WORK TO BE COMPLETED:
Report every line of the records that contains the word "JoinHandle".

SUPPLIED MATERIAL:
◆ ◆ ◆ ◆

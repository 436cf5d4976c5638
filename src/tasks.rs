//! Interval tasks with explicit cancellation.
//!
//! Components that need a timer get a named ticker task driven by a shared
//! shutdown signal, instead of self-rescheduling callbacks. Failover
//! restarts a component by cancelling its handle and spawning a fresh one.

use std::future::Future;
use std::time::Duration;
use tokio::sync::watch;
use tokio::task::JoinHandle;
use tracing::debug;

/// Process-wide shutdown signal. Cloneable sender side; every task holds a
/// receiver and exits when the flag flips.
#[derive(Clone)]
pub struct ShutdownController {
    tx: watch::Sender<bool>,
}

impl ShutdownController {
    pub fn new() -> Self {
        let (tx, _) = watch::channel(false);
        Self { tx }
    }

    pub fn subscribe(&self) -> watch::Receiver<bool> {
        self.tx.subscribe()
    }

    pub fn trigger(&self) {
        let _ = self.tx.send(true);
    }
}

impl Default for ShutdownController {
    fn default() -> Self {
        Self::new()
    }
}

/// A running component task. Dropping the handle does not stop the task;
/// call `abort` (failover restart path) or flip the shutdown signal.
pub struct TaskHandle {
    name: &'static str,
    handle: JoinHandle<()>,
}

impl TaskHandle {
    pub fn name(&self) -> &'static str {
        self.name
    }

    pub fn abort(&self) {
        debug!(task = self.name, "aborting task");
        self.handle.abort();
    }

    pub async fn join(self) {
        let _ = self.handle.await;
    }
}

/// Spawn a named task.
pub fn spawn_named<Fut>(name: &'static str, fut: Fut) -> TaskHandle
where
    Fut: Future<Output = ()> + Send + 'static,
{
    debug!(task = name, "spawning task");
    TaskHandle {
        name,
        handle: tokio::spawn(fut),
    }
}

/// Spawn a ticker that runs `work` every `period` until shutdown.
pub fn spawn_interval<F, Fut>(
    name: &'static str,
    period: Duration,
    mut shutdown: watch::Receiver<bool>,
    mut work: F,
) -> TaskHandle
where
    F: FnMut() -> Fut + Send + 'static,
    Fut: Future<Output = ()> + Send,
{
    spawn_named(name, async move {
        let mut ticker = tokio::time::interval(period);
        ticker.set_missed_tick_behavior(tokio::time::MissedTickBehavior::Delay);
        loop {
            tokio::select! {
                _ = ticker.tick() => work().await,
                _ = shutdown.changed() => {
                    debug!(task = name, "task shut down");
                    break;
                }
            }
        }
    })
}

◆ ◆ ◆ ◆

EXERCISE RESPONSE:
use tokio::task::JoinHandle;
    handle: JoinHandle<()>,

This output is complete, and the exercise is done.